Now we have all of this. So there’s that much less reason to depend on them.

For static geometry, consider preuploading your geometry data to VBOs. Then at draw time, just tell the GPU to pull the vertex/index data for your draw calls from that pre-populated GPU-accessible memory.

For dynamic geometry, stream the data efficiently to the GPU at draw time (see Buffer Object Streaming in the wiki) and tell the GPU to pull the vertex/index data for your draw calls from that dynamically-populated, GPU-accessible VBO memory.

And finally, for batching lots of small mesh draw calls together, read up on the various types of draw calls (see Vertex Rendering), including Draw Indirect and MultiDrawIndirect draw calls.

Hello again,

I need to get back to this discussion…
I recently had some time to make some tests regarding the performance of my OpenGL drawing routines.

My application A is based on a prepare/glCallList mechanism, application B is simply drawing the same stuff whenever an OnPaint/Draw happens.
We loaded some 3D objects into the scene with some 150.000 facets and simply used the mouse to rotate and pan the scene.

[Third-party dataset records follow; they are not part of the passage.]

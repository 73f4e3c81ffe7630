//! Copyright (C) 2026 Pedro Henrique / phkaiser13
//!
//! Per-record exponential backoff state for the secret-existence and
//! ref-resolution gates: 30s, 60s, 120s, 240s, capped at 300s.
//!
//! SPDX-License-Identifier: Apache-2.0

use std::collections::HashMap;
use std::sync::Mutex;
use std::time::Duration;

const STEPS_SECONDS: [u64; 4] = [30, 60, 120, 240];
const CAP_SECONDS: u64 = 300;

#[derive(Debug, Clone, Copy, Default)]
pub struct BackoffState {
    failures: u32,
}

impl BackoffState {
    pub fn record_failure(&mut self) -> Duration {
        let delay = STEPS_SECONDS
            .get(self.failures as usize)
            .copied()
            .unwrap_or(CAP_SECONDS);
        self.failures = self.failures.saturating_add(1);
        Duration::from_secs(delay.min(CAP_SECONDS))
    }

    pub fn reset(&mut self) {
        self.failures = 0;
    }
}

/// Keyed by `namespace/name`, shared across every reconcile worker.
#[derive(Default)]
pub struct BackoffMap {
    inner: Mutex<HashMap<String, BackoffState>>,
}

impl BackoffMap {
    pub fn new() -> Self {
        Self::default()
    }

    pub fn record_failure(&self, key: &str) -> Duration {
        let mut guard = self.inner.lock().unwrap();
        guard.entry(key.to_string()).or_default().record_failure()
    }

    pub fn reset(&self, key: &str) {
        let mut guard = self.inner.lock().unwrap();
        guard.entry(key.to_string()).or_default().reset();
    }

    pub fn forget(&self, key: &str) {
        self.inner.lock().unwrap().remove(key);
    }
}

#[cfg(test)]
mod tests {
    use super::*;

    #[test]
    fn backoff_follows_fixed_steps_then_caps() {
        let mut state = BackoffState::default();
        assert_eq!(state.record_failure(), Duration::from_secs(30));
        assert_eq!(state.record_failure(), Duration::from_secs(60));
        assert_eq!(state.record_failure(), Duration::from_secs(120));
        assert_eq!(state.record_failure(), Duration::from_secs(240));
        assert_eq!(state.record_failure(), Duration::from_secs(300));
        assert_eq!(state.record_failure(), Duration::from_secs(300));
    }

    #[test]
    fn reset_returns_to_first_step() {
        let mut state = BackoffState::default();
        state.record_failure();
        state.record_failure();
        state.reset();
        assert_eq!(state.record_failure(), Duration::from_secs(30));
    }
}
//! Copyright (C) 2026 Pedro Henrique / phkaiser13
//!
//! The agent's view of itself: identity fixed at injection time via
//! environment variables, plus the mutable bits (profile selection,
//! ref-override) the webhook projects into a downward-API file so the
//! agent can reread them without restarting. An env-var bootstrap for
//! the fixed fields, widened with a rereadable file the way a projected
//! `ConfigMap`/`DownwardAPI` volume works.
//!
//! SPDX-License-Identifier: Apache-2.0

use std::collections::HashMap;
use std::path::PathBuf;
use thiserror::Error;

const DEFAULT_ANNOTATIONS_PATH: &str = "/var/run/stoker/annotations";
const DEFAULT_CREDENTIALS_DIR: &str = "/var/run/stoker/credentials";
const DEFAULT_WORK_DIR: &str = "/var/run/stoker/workdir";
const DEFAULT_LIVE_DIR: &str = "/data";
const DEFAULT_READINESS_ADDR: &str = "0.0.0.0:8081";

const ANNOTATION_PROFILE: &str = "sync.stoker.io/profile";
const ANNOTATION_REF_OVERRIDE: &str = "sync.stoker.io/ref-override";

#[derive(Debug, Error)]
pub enum Error {
    #[error("required environment variable '{0}' is not set")]
    MissingEnv(&'static str),
}

/// Fixed at pod injection time; never changes for the lifetime of the
/// process.
#[derive(Debug, Clone)]
pub struct AgentIdentity {
    pub pod_name: String,
    pub namespace: String,
    pub gatewaysync_name: String,
    pub gateway_name: String,
    pub annotations_path: PathBuf,
    pub credentials_dir: PathBuf,
    pub work_dir: PathBuf,
    pub live_dir: PathBuf,
    pub readiness_addr: String,
}

impl AgentIdentity {
    /// Reads the four fixed identity fields from environment: pod name,
    /// namespace, cr-name, gateway name are plain strings injected by the
    /// webhook, never read from a file.
    pub fn from_env() -> Result<Self, Error> {
        Ok(AgentIdentity {
            pod_name: require_env("STOKER_POD_NAME")?,
            namespace: require_env("STOKER_POD_NAMESPACE")?,
            gatewaysync_name: require_env("STOKER_CR_NAME")?,
            gateway_name: require_env("STOKER_GATEWAY_NAME")?,
            annotations_path: std::env::var("STOKER_ANNOTATIONS_PATH")
                .map(PathBuf::from)
                .unwrap_or_else(|_| PathBuf::from(DEFAULT_ANNOTATIONS_PATH)),
            credentials_dir: std::env::var("STOKER_CREDENTIALS_DIR")
                .map(PathBuf::from)
                .unwrap_or_else(|_| PathBuf::from(DEFAULT_CREDENTIALS_DIR)),
            work_dir: std::env::var("STOKER_WORK_DIR")
                .map(PathBuf::from)
                .unwrap_or_else(|_| PathBuf::from(DEFAULT_WORK_DIR)),
            live_dir: std::env::var("STOKER_LIVE_DIR")
                .map(PathBuf::from)
                .unwrap_or_else(|_| PathBuf::from(DEFAULT_LIVE_DIR)),
            readiness_addr: std::env::var("STOKER_READINESS_ADDR")
                .unwrap_or_else(|_| DEFAULT_READINESS_ADDR.to_string()),
        })
    }
}

fn require_env(name: &'static str) -> Result<String, Error> {
    std::env::var(name).map_err(|_| Error::MissingEnv(name))
}

/// The live subset of state the agent rereads from the projected
/// annotations file before every sync, so profile or ref-override changes
/// take effect without a pod restart.
#[derive(Debug, Clone, Default, PartialEq, Eq)]
pub struct LiveSelectors {
    pub profile: Option<String>,
    pub ref_override: Option<String>,
}

/// Parses the projected annotations file. The file format is one
/// `key=value` pair per line, the shape the Kubernetes `downwardAPI`
/// volume writes for `fieldRef`/`resourceFieldRef` projections. A missing
/// file (not yet projected, or sidecar started before the projection is
/// ready) is treated as "no overrides yet", not an error.
pub fn read_live_selectors(path: &std::path::Path) -> LiveSelectors {
    let contents = match std::fs::read_to_string(path) {
        Ok(c) => c,
        Err(_) => return LiveSelectors::default(),
    };

    let mut fields: HashMap<&str, &str> = HashMap::new();
    for line in contents.lines() {
        if let Some((key, value)) = line.split_once('=') {
            fields.insert(key.trim(), value.trim().trim_matches('"'));
        }
    }

    LiveSelectors {
        profile: fields.get(ANNOTATION_PROFILE).map(|v| v.to_string()),
        ref_override: fields.get(ANNOTATION_REF_OVERRIDE).map(|v| v.to_string()),
    }
}

#[cfg(test)]
mod tests {
    use super::*;
    use std::io::Write;

    #[test]
    fn missing_annotations_file_yields_empty_selectors() {
        let selectors = read_live_selectors(std::path::Path::new("/nonexistent/path/for/test"));
        assert_eq!(selectors, LiveSelectors::default());
    }

    #[test]
    fn parses_quoted_downward_api_lines() {
        let mut file = tempfile::NamedTempFile::new().unwrap();
        writeln!(file, "sync.stoker.io/profile=\"line1\"").unwrap();
        writeln!(file, "sync.stoker.io/ref-override=\"v1.2.3\"").unwrap();
        writeln!(file, "sync.stoker.io/inject=\"true\"").unwrap();

        let selectors = read_live_selectors(file.path());
        assert_eq!(selectors.profile, Some("line1".to_string()));
        assert_eq!(selectors.ref_override, Some("v1.2.3".to_string()));
    }
}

Version A (with disdplay Lists = prepare/glCallLists) is remarkably smoother and faster and uses, according to Windows task manager, approx 10% less CPU time. VersionB is somehow rough and needs, 10% more CPU. A needs approx 18 MB heap while B uses only 9 MB heap.
Since performance is more important than memory, I guess I’ll stick with the old prepare/glCallLists.

I wonder whether this is something anyone can confirm or comment ?
thanks

depends on exactly what you are drawing and how you draw it.
example:

glBegin(GL_LINE_LOOP);
for(double phi = 0.0; phi < 2.0*M_PI; phi += M_PI/100.0) {
    glVertex2f(sin(phi), cos(phi));
}
glEnd();

draws a circle. if you draw it in direct mode, the sinus/cosinus terms are calculated each time the circle is redrawn. if you use a display list, those terms are calculated only once, at the time when the list is compiled.

@RigidBody : … yes I agree and I’m aware of this.
In my case the 3D objects are always built when loaded from files, so either the DisplayList or the Draw routine just loop across a std::vector of ‘faces’ (=triangles). Most of my 3D objects are part of a kinematic simulation so the only thing which is dynamic is the position/orientation in space, and this relies on glTranslate/glRotate. The objects themselves are more or less static.

Not without telling us what the non-display-list version is actually doing. The difference between the two should be a matter of replacing glCallList with glBindVertexArray and glDrawElements. If you’re doing more than that, whatever else you’re doing would probably explain (most of) the performance difference.

But are you storing that data in CPU or GPU memory? IOW, are you calling glDrawElements with a buffer bound to GL_ELEMENT_ARRAY_BUFFER or are you sourcing the data from client memory? The display list version is likely storing everything in GPU memory, so the glDrawElements version needs to do likewise to get similar performance.

All my data is in CPU memory, almost all drawing relies on glBegin(GL_TRIANGLES).

well, at this point I have to drop the drawers: this software needs to run in an industrial environment, which means I need to support even WinXP and Win7, most of it was written based on VC6 and so I still use an OpenGL 1.1 API - although most PCs provide OpenGL 4.x environment. We’re currently not able to migrate the whole monster into a more modern VC environment. Please understand that industrial machinery has life cycles of 20-25 years…

Yes, I understand and accept that more ‘modern’ approaches might be better/faster or whatever - but that ‘old stuff’ is not bad at all, the software is very stable and reliable and I just like to understand what I can do to get best performance with given preconditions.